There are a million things they could ask you, and unfortunately you don't have much control over that. You can look on Glassdoor to see what the company tends to ask, but even then it's a gamble.
Personally I'm not a fan of how most technical interviews are done. Trivia questions aren't relevant and even experienced candidates often forget simple things all the time. Screensharing/livecoding some feature is more realistic, but time-consuming and nerve wracking. And Leetcode-style/algorithm puzzle questions you will almost never encounter in the real programming world, not to mention those can require weeks or months of studying - not something I personally have time for.
The one interview question type that I think is actually relevant are System Design questions. Relevant, because discussing with your future team members different approaches to building out a new feature or system is what you do everyday on the job. Sometimes these interview questions are very formal, where you have a list of requirements, and other times they're more informal, like a back and forth discussion. Something like "we have this current problem we are working through solving, how would you go about it?", and you talk through different options.
Although those are both different styles - and sometimes you're not designing a whole system but instead a slice of it, like a feature - for the sake of conciseness I am calling both of them "System Design".
With the job market being as tough as it is right now, having peace of mind that you have gotten practice in going over these types of questions will go a long way in reducing your pre-interview anxiety.
And if you don't have a ton of experience designing systems/doing architecture work - maybe you have a couple of years experience and now you're looking to move to a more Senior-level role - learning how to go about designing a feature or system is extremely useful.
Maybe you have helped out Architects or Senior developers on your team before, but didn't quite understand why certain decisions were made, or how they even came up with their approach.
No matter what scenario you find yourself in - the key to both is being exposed to lots of patterns and company architectures. Once you have seen enough, the pattern recognition starts to kick in and you can more easily identify which patterns to apply to which problems. While it's always best to gain this experience in the "real world", there is only so much you can learn at any given company, so being exposed to these patterns is key.
With enough exposure to different patterns and architectures, you can ace the System Design interview and/or learn enough to move from junior-mid to senior.
This is a continuous learning process, but a continuous learning process starts with step 1, which is why I am going to cover a system design interview question I received in the "real world" recently when interviewing.
This post will accomplish two main things:
- get practice with an interview question (if you are actively applying/interviewing)
- learn a few patterns/approaches you can apply in your work (if you are just trying to level up design/architecture knowledge)
The interview question
I picked this particular question because in addition to it being one I was recently asked in a real interview, it also:
- is a common question asked in interviews
- is a problem that allows us to go over a few different intersting achitectural topics
The question asked was "how would you go about designing a food delivery service like Grubhub/DoorDash?"

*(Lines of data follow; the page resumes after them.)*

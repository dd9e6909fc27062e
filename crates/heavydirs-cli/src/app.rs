/// Run one invocation: scan, rank, render.
use crate::cli::{Args, OutputFormat};
use crate::render::render;
use anyhow::Result;
use heavydirs_core::run_scan;
use std::io::Write;
use std::time::Instant;
use tracing::info;

/// Execute the scan described by `args` and write the report to `out`.
///
/// Scan problems never fail the run; they are logged as warnings. The only
/// errors returned here come from writing the output.
pub fn run<W: Write>(args: &Args, out: &mut W) -> Result<()> {
    let started = Instant::now();
    info!("Starting scan (Ver: {})...", env!("CARGO_PKG_VERSION"));

    let outcome = run_scan(&args.roots(), &args.scan_config());
    if !outcome.diagnostics.is_empty() {
        info!(
            "{} path(s) could not be read and were skipped",
            outcome.diagnostics.len()
        );
    }

    let report = outcome.report(args.top);
    render(&report, args.format, args.top, out)?;

    if args.display_runtime {
        let line = format!(
            "Processed in {:.2} second(s)",
            started.elapsed().as_secs_f64()
        );
        // Keep machine-readable formats parseable.
        match args.format {
            OutputFormat::Table => writeln!(out, "\n{line}")?,
            OutputFormat::Json | OutputFormat::Csv => eprintln!("{line}"),
        }
    }

    out.flush()?;
    Ok(())
}

#[cfg(test)]
mod tests {
    use super::*;
    use clap::Parser;
    use std::fs;

    fn run_to_string(argv: &[&str]) -> String {
        let args = Args::try_parse_from(argv).unwrap();
        let mut buf = Vec::new();
        run(&args, &mut buf).unwrap();
        String::from_utf8(buf).unwrap()
    }

    #[test]
    fn test_run_renders_table_for_a_real_tree() {
        let tmp = tempfile::TempDir::new().unwrap();
        fs::create_dir(tmp.path().join("media")).unwrap();
        fs::write(tmp.path().join("media/clip"), vec![0u8; 2048]).unwrap();
        let root = tmp.path().to_str().unwrap();

        let out = run_to_string(&["find-heavy-dirs", "--path", root, "--display-runtime"]);
        assert!(out.contains("--- Top 20 Largest Subdirectories by Size ---"));
        assert!(out.contains("2.0 KB"));
        assert!(out.contains("1 Files"));
        assert!(out.contains("Processed in "));
    }

    #[test]
    fn test_run_with_missing_root_still_succeeds() {
        let tmp = tempfile::TempDir::new().unwrap();
        let missing = tmp.path().join("missing");
        let out = run_to_string(&["find-heavy-dirs", missing.to_str().unwrap(), "--format", "csv"]);
        assert_eq!(out, "view,rank,path,size,files\n");
    }
}
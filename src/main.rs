//! find-heavy-dirs: report the largest and most crowded subdirectories.
//!
//! Thin binary entry point. All logic lives in the `heavydirs-core`
//! and `heavydirs-cli` crates.

use clap::Parser;
use heavydirs_cli::Args;

fn main() -> anyhow::Result<()> {
    let args = Args::parse();

    // Diagnostics go to stderr so stdout stays clean for the report.
    tracing_subscriber::fmt()
        .with_max_level(args.log_level())
        .with_writer(std::io::stderr)
        .with_target(false)
        .init();

    let stdout = std::io::stdout();
    let mut out = stdout.lock();
    heavydirs_cli::run(&args, &mut out)
}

When I mentioned the formal vs. informal distinction before, this one definitely fits in the informal category. Which has some challenges, because we don't have a clearly defined scope up front. But for purposes of this post it's actually helpful because it presents an opportunity to go over how to define and narrow scope, which we will do now.
Step 1: narrowing scope and clarifications
The way I broke down this problem is first identifying the core pieces. You get live updates for where your driver is, so there is a real time component needed here. A restaurant needs to manage their "inventory". The service needs to efficiently route drivers.
Think about how you use an app like Grubhub, and think about how restaurants and drivers might use it. This process will quickly help you realize there are lots of pieces involved:
- users must be able to register
- users must be able to set favorites/bookmark restaurants
- users must be able to setup payment options
- users must be able to search for restaurants
- the service must determine which drivers to allocate to a food pickup and delivery
- the service must serve data to the front-end containing restaurant details
- the service must prevent orders from being made before or after a restaurant's opening/closing hours
- the service must allow the user to track their order status and delivery in real-time
- the service must send text or push notifications when food has been picked up, when it's on the way, and when it has been delivered
- restaurants must be able to specify menu items and prices
- restaurants must be able to mark items as "sold out" (either manually or using a quantity available) and the service must not allow a user to order those
- the service must provide directions for the driver - to the restaurant and to the customer
... and there are probably many more components/features we could think of.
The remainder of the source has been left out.